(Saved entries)
= = = =

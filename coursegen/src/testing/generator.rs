//! Scripted generator.

use async_trait::async_trait;
use parking_lot::Mutex;
use serde_json::Value;
use std::collections::{HashMap, VecDeque};
use std::sync::atomic::{AtomicUsize, Ordering};
use std::sync::Arc;
use std::time::Duration;

use crate::errors::GenerationError;
use crate::schema::SchemaDescriptor;
use crate::stages::{Generator, PromptMaterial};

/// One scripted outcome of a generation call.
#[derive(Debug, Clone, PartialEq)]
pub enum Step {
    /// Return this value (valid or not).
    Output(Value),
    /// Fail with a provider error.
    Fail(String),
    /// Never answer; the runner's timeout fires.
    Hang,
}

/// A generator replaying per-stage scripts.
///
/// Each call pops the stage's next step; the last step repeats once the
/// script is exhausted. Calls for unscripted stages fail.
#[derive(Debug, Default)]
pub struct ScriptedGenerator {
    scripts: Mutex<HashMap<String, VecDeque<Step>>>,
    calls: Mutex<Vec<PromptMaterial>>,
    latency: Duration,
    in_flight: Arc<AtomicUsize>,
    peak: AtomicUsize,
}

struct InFlight(Arc<AtomicUsize>);

impl Drop for InFlight {
    fn drop(&mut self) {
        self.0.fetch_sub(1, Ordering::SeqCst);
    }
}

impl ScriptedGenerator {
    /// Creates a generator with no scripts.
    #[must_use]
    pub fn new() -> Self {
        Self::default()
    }

    /// Delays every answer by `latency`.
    #[must_use]
    pub fn with_latency(mut self, latency: Duration) -> Self {
        self.latency = latency;
        self
    }

    /// Scripts `stage`.
    #[must_use]
    pub fn script(self, stage: impl Into<String>, steps: impl IntoIterator<Item = Step>) -> Self {
        self.scripts
            .lock()
            .insert(stage.into(), steps.into_iter().collect());
        self
    }

    /// Scripts `stage` to always return `output`.
    #[must_use]
    pub fn succeed(self, stage: impl Into<String>, output: Value) -> Self {
        self.script(stage, [Step::Output(output)])
    }

    /// Every prompt received, in call order.
    #[must_use]
    pub fn calls(&self) -> Vec<PromptMaterial> {
        self.calls.lock().clone()
    }

    /// Number of calls made for `stage`.
    #[must_use]
    pub fn calls_for(&self, stage: &str) -> usize {
        self.calls.lock().iter().filter(|p| p.stage == stage).count()
    }

    /// Highest number of calls in progress at once.
    #[must_use]
    pub fn peak_concurrency(&self) -> usize {
        self.peak.load(Ordering::SeqCst)
    }

    fn next_step(&self, stage: &str) -> Option<Step> {
        let mut scripts = self.scripts.lock();
        let steps = scripts.get_mut(stage)?;
        if steps.len() > 1 {
            steps.pop_front()
        } else {
            steps.front().cloned()
        }
    }
}

#[async_trait]
impl Generator for ScriptedGenerator {
    async fn generate(
        &self,
        prompt: &PromptMaterial,
        _schema: &SchemaDescriptor,
        _timeout: Duration,
    ) -> Result<Value, GenerationError> {
        self.calls.lock().push(prompt.clone());
        let now = self.in_flight.fetch_add(1, Ordering::SeqCst) + 1;
        self.peak.fetch_max(now, Ordering::SeqCst);
        let _guard = InFlight(self.in_flight.clone());

        let step = self.next_step(&prompt.stage);
        if !self.latency.is_zero() {
            tokio::time::sleep(self.latency).await;
        }

        match step {
            Some(Step::Output(value)) => Ok(value),
            Some(Step::Fail(message)) => Err(GenerationError::provider(message)),
            Some(Step::Hang) => {
                std::future::pending::<()>().await;
                Err(GenerationError::provider("unreachable"))
            }
            None => Err(GenerationError::provider(format!(
                "no script for stage '{}'",
                prompt.stage
            ))),
        }
    }
}

#[cfg(test)]
mod tests {
    use super::*;
    use serde_json::json;
    use std::collections::BTreeMap;

    fn prompt(stage: &str) -> PromptMaterial {
        PromptMaterial {
            stage: stage.to_string(),
            instructions: String::new(),
            seed: Value::Null,
            upstream: BTreeMap::new(),
        }
    }

    #[tokio::test]
    async fn test_script_then_repeat_last() {
        let generator = ScriptedGenerator::new().script(
            "outline",
            [Step::Fail("down".to_string()), Step::Output(json!({"ok": true}))],
        );
        let timeout = Duration::from_secs(1);

        assert!(generator
            .generate(&prompt("outline"), &SchemaDescriptor::Any, timeout)
            .await
            .is_err());
        for _ in 0..2 {
            let value = generator
                .generate(&prompt("outline"), &SchemaDescriptor::Any, timeout)
                .await
                .unwrap();
            assert_eq!(value, json!({"ok": true}));
        }
        assert_eq!(generator.calls_for("outline"), 3);
    }

    #[tokio::test]
    async fn test_unscripted_stage_fails() {
        let generator = ScriptedGenerator::new();
        let err = generator
            .generate(&prompt("ghost"), &SchemaDescriptor::Any, Duration::from_secs(1))
            .await
            .unwrap_err();
        assert!(err.to_string().contains("ghost"));
        assert_eq!(generator.peak_concurrency(), 1);
    }
}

= = = =

What is expected: Please restate every record above word for word.

Exercise output:
filename coursegen/src/testing/generator.rs
//! Scripted generator.

use async_trait::async_trait;
use parking_lot::Mutex;
use serde_json::Value;
use std::collections::{HashMap, VecDeque};
use std::sync::atomic::{AtomicUsize, Ordering};
use std::sync::Arc;
use std::time::Duration;

use crate::errors::GenerationError;
use crate::schema::SchemaDescriptor;
use crate::stages::{Generator, PromptMaterial};

/// One scripted outcome of a generation call.
#[derive(Debug, Clone, PartialEq)]
pub enum Step {
    /// Return this value (valid or not).
    Output(Value),
    /// Fail with a provider error.
    Fail(String),
    /// Never answer; the runner's timeout fires.
    Hang,
}

/// A generator replaying per-stage scripts.
///
/// Each call pops the stage's next step; the last step repeats once the
/// script is exhausted. Calls for unscripted stages fail.
#[derive(Debug, Default)]
pub struct ScriptedGenerator {
    scripts: Mutex<HashMap<String, VecDeque<Step>>>,
    calls: Mutex<Vec<PromptMaterial>>,
    latency: Duration,
    in_flight: Arc<AtomicUsize>,
    peak: AtomicUsize,
}

struct InFlight(Arc<AtomicUsize>);

impl Drop for InFlight {
    fn drop(&mut self) {
        self.0.fetch_sub(1, Ordering::SeqCst);
    }
}

impl ScriptedGenerator {
    /// Creates a generator with no scripts.
    #[must_use]
    pub fn new() -> Self {
        Self::default()
    }

    /// Delays every answer by `latency`.
    #[must_use]
    pub fn with_latency(mut self, latency: Duration) -> Self {
        self.latency = latency;
        self
    }

    /// Scripts `stage`.
    #[must_use]
    pub fn script(self, stage: impl Into<String>, steps: impl IntoIterator<Item = Step>) -> Self {
        self.scripts
            .lock()
            .insert(stage.into(), steps.into_iter().collect());
        self
    }

    /// Scripts `stage` to always return `output`.
    #[must_use]
    pub fn succeed(self, stage: impl Into<String>, output: Value) -> Self {
        self.script(stage, [Step::Output(output)])
    }

    /// Every prompt received, in call order.
    #[must_use]
    pub fn calls(&self) -> Vec<PromptMaterial> {
        self.calls.lock().clone()
    }

    /// Number of calls made for `stage`.
    #[must_use]
    pub fn calls_for(&self, stage: &str) -> usize {
        self.calls.lock().iter().filter(|p| p.stage == stage).count()
    }

    /// Highest number of calls in progress at once.
    #[must_use]
    pub fn peak_concurrency(&self) -> usize {
        self.peak.load(Ordering::SeqCst)
    }

    fn next_step(&self, stage: &str) -> Option<Step> {
        let mut scripts = self.scripts.lock();
        let steps = scripts.get_mut(stage)?;
        if steps.len() > 1 {
            steps.pop_front()
        } else {
            steps.front().cloned()
        }
    }
}

#[async_trait]
impl Generator for ScriptedGenerator {
    async fn generate(
        &self,
        prompt: &PromptMaterial,
        _schema: &SchemaDescriptor,
        _timeout: Duration,
    ) -> Result<Value, GenerationError> {
        self.calls.lock().push(prompt.clone());
        let now = self.in_flight.fetch_add(1, Ordering::SeqCst) + 1;
        self.peak.fetch_max(now, Ordering::SeqCst);
        let _guard = InFlight(self.in_flight.clone());

        let step = self.next_step(&prompt.stage);
        if !self.latency.is_zero() {
            tokio::time::sleep(self.latency).await;
        }

        match step {
            Some(Step::Output(value)) => Ok(value),
            Some(Step::Fail(message)) => Err(GenerationError::provider(message)),
            Some(Step::Hang) => {
                std::future::pending::<()>().await;
                Err(GenerationError::provider("unreachable"))
            }
            None => Err(GenerationError::provider(format!(
                "no script for stage '{}'",
                prompt.stage
            ))),
        }
    }
}

#[cfg(test)]
mod tests {
    use super::*;
    use serde_json::json;
    use std::collections::BTreeMap;

    fn prompt(stage: &str) -> PromptMaterial {
        PromptMaterial {
            stage: stage.to_string(),
            instructions: String::new(),
            seed: Value::Null,
            upstream: BTreeMap::new(),
        }
    }

    #[tokio::test]
    async fn test_script_then_repeat_last() {
        let generator = ScriptedGenerator::new().script(
            "outline",
            [Step::Fail("down".to_string()), Step::Output(json!({"ok": true}))],
        );
        let timeout = Duration::from_secs(1);

        assert!(generator
            .generate(&prompt("outline"), &SchemaDescriptor::Any, timeout)
            .await
            .is_err());
        for _ in 0..2 {
            let value = generator
                .generate(&prompt("outline"), &SchemaDescriptor::Any, timeout)
                .await
                .unwrap();
            assert_eq!(value, json!({"ok": true}));
        }
        assert_eq!(generator.calls_for("outline"), 3);
    }

    #[tokio::test]
    async fn test_unscripted_stage_fails() {
        let generator = ScriptedGenerator::new();
        let err = generator
            .generate(&prompt("ghost"), &SchemaDescriptor::Any, Duration::from_secs(1))
            .await
            .unwrap_err();
        assert!(err.to_string().contains("ghost"));
        assert_eq!(generator.peak_concurrency(), 1);
    }
}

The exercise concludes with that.